**TASK:** Using the listing below, set down exactly the lines starting at the line that contains "pub fn set_log_level(verbosity: u8)" and ending at the line that contains "fn res_err(self, code: ErrorCode) -> KeyResourceResult<T>;", both included, and no others.

**SUPPLIED INFORMATION:**
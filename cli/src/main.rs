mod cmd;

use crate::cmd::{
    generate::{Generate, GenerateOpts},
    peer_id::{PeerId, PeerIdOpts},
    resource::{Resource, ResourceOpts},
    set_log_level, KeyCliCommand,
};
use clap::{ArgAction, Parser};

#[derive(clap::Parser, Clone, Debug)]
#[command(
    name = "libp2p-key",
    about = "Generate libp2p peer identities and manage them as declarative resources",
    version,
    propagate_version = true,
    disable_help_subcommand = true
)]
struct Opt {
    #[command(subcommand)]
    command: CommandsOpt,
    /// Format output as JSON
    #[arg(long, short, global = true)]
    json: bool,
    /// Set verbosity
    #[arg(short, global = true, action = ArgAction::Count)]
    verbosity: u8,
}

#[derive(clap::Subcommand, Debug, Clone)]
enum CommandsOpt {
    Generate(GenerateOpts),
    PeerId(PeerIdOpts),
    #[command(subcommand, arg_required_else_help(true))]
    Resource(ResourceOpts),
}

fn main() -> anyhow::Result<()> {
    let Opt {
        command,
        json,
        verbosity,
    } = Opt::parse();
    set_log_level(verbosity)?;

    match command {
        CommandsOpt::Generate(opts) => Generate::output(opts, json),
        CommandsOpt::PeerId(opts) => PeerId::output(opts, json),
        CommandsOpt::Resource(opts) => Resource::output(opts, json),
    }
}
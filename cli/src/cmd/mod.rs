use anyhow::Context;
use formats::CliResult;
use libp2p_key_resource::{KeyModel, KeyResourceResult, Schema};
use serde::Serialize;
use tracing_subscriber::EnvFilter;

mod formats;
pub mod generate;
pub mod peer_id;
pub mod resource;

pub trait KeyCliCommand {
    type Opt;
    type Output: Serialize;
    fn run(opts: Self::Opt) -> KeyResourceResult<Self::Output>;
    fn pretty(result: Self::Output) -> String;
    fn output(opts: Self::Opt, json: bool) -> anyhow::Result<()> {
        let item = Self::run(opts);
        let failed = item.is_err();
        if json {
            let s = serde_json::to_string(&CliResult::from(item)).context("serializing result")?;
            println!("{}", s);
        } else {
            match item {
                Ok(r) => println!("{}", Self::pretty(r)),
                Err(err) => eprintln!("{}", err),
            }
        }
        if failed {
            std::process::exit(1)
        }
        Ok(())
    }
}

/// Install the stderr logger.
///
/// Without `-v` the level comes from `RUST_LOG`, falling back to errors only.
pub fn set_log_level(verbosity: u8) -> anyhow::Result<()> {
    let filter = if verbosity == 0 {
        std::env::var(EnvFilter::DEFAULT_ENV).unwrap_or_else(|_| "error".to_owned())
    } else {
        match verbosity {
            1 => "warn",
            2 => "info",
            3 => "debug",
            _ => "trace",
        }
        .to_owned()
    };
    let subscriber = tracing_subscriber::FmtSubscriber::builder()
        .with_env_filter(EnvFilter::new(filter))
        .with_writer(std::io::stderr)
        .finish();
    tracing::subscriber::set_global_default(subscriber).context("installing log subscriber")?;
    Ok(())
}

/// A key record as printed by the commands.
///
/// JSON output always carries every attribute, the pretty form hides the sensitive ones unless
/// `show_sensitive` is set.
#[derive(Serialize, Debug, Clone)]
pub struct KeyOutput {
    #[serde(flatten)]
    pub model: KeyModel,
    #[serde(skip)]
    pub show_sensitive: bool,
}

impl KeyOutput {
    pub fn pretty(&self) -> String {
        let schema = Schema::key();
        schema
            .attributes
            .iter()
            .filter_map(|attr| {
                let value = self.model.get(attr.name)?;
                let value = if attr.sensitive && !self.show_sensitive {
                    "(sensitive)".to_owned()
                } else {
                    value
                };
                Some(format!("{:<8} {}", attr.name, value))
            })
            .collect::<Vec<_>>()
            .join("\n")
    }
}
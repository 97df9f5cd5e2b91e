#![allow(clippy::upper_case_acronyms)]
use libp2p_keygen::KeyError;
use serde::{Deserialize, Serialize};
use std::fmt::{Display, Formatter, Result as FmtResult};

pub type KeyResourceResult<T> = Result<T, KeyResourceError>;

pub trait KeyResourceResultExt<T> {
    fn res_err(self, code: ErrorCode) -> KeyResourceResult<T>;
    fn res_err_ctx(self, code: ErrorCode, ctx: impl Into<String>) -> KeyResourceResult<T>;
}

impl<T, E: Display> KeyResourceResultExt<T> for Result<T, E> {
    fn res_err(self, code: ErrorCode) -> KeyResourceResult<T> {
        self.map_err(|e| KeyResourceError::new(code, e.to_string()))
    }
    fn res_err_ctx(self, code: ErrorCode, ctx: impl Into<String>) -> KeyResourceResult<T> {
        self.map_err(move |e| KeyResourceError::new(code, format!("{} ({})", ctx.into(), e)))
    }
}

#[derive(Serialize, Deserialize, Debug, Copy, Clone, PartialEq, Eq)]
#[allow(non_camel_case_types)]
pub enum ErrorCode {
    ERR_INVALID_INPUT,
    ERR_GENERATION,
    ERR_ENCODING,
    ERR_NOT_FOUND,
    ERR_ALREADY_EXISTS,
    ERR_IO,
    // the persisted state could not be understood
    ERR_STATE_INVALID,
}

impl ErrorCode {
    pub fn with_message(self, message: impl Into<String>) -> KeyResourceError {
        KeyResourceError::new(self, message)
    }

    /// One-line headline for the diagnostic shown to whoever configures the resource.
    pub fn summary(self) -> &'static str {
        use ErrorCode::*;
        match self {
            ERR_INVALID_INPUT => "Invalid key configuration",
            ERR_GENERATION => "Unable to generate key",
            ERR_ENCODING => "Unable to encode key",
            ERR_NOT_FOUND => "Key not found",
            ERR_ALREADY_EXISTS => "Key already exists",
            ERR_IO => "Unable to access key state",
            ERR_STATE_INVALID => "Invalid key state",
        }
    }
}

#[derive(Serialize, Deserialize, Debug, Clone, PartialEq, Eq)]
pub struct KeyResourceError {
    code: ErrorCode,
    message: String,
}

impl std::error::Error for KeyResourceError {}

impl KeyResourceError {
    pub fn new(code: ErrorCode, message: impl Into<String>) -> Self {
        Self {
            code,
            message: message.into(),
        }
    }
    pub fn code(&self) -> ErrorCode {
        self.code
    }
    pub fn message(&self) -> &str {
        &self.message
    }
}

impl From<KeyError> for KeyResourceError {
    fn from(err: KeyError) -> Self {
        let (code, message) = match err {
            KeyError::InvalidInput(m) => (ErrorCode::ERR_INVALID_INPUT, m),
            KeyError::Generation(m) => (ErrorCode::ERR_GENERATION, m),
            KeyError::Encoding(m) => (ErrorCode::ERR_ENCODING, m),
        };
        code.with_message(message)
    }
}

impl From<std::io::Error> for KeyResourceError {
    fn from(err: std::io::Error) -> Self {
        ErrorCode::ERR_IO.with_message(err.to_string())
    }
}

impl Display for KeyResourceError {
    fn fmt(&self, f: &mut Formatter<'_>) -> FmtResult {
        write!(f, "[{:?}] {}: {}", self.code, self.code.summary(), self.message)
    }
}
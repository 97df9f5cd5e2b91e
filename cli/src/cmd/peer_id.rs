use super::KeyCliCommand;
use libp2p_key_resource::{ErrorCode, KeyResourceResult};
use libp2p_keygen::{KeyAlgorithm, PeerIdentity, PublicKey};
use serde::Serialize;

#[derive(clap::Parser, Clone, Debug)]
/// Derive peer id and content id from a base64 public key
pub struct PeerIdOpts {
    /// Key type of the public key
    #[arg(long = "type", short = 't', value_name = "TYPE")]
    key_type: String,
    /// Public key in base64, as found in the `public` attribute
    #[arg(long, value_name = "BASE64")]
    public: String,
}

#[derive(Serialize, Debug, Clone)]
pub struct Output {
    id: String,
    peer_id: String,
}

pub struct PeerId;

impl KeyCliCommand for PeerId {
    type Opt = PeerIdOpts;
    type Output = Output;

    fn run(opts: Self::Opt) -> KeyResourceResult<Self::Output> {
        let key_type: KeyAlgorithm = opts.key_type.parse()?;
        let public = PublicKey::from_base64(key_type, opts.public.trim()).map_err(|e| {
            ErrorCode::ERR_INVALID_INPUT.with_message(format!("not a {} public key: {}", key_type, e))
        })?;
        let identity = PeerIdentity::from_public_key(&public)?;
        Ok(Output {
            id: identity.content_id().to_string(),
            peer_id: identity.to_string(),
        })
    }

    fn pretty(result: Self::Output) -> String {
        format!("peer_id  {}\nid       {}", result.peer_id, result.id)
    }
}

**WORKED SOLUTION:**
pub fn set_log_level(verbosity: u8) -> anyhow::Result<()> {
    let filter = if verbosity == 0 {
        std::env::var(EnvFilter::DEFAULT_ENV).unwrap_or_else(|_| "error".to_owned())
    } else {
        match verbosity {
            1 => "warn",
            2 => "info",
            3 => "debug",
            _ => "trace",
        }
        .to_owned()
    };
    let subscriber = tracing_subscriber::FmtSubscriber::builder()
        .with_env_filter(EnvFilter::new(filter))
        .with_writer(std::io::stderr)
        .finish();
    tracing::subscriber::set_global_default(subscriber).context("installing log subscriber")?;
    Ok(())
}

/// A key record as printed by the commands.
///
/// JSON output always carries every attribute, the pretty form hides the sensitive ones unless
/// `show_sensitive` is set.
#[derive(Serialize, Debug, Clone)]
pub struct KeyOutput {
    #[serde(flatten)]
    pub model: KeyModel,
    #[serde(skip)]
    pub show_sensitive: bool,
}

impl KeyOutput {
    pub fn pretty(&self) -> String {
        let schema = Schema::key();
        schema
            .attributes
            .iter()
            .filter_map(|attr| {
                let value = self.model.get(attr.name)?;
                let value = if attr.sensitive && !self.show_sensitive {
                    "(sensitive)".to_owned()
                } else {
                    value
                };
                Some(format!("{:<8} {}", attr.name, value))
            })
            .collect::<Vec<_>>()
            .join("\n")
    }
}
repository 97df9f5cd5e2b91e
#![allow(clippy::upper_case_acronyms)]
use libp2p_keygen::KeyError;
use serde::{Deserialize, Serialize};
use std::fmt::{Display, Formatter, Result as FmtResult};

pub type KeyResourceResult<T> = Result<T, KeyResourceError>;

pub trait KeyResourceResultExt<T> {
    fn res_err(self, code: ErrorCode) -> KeyResourceResult<T>;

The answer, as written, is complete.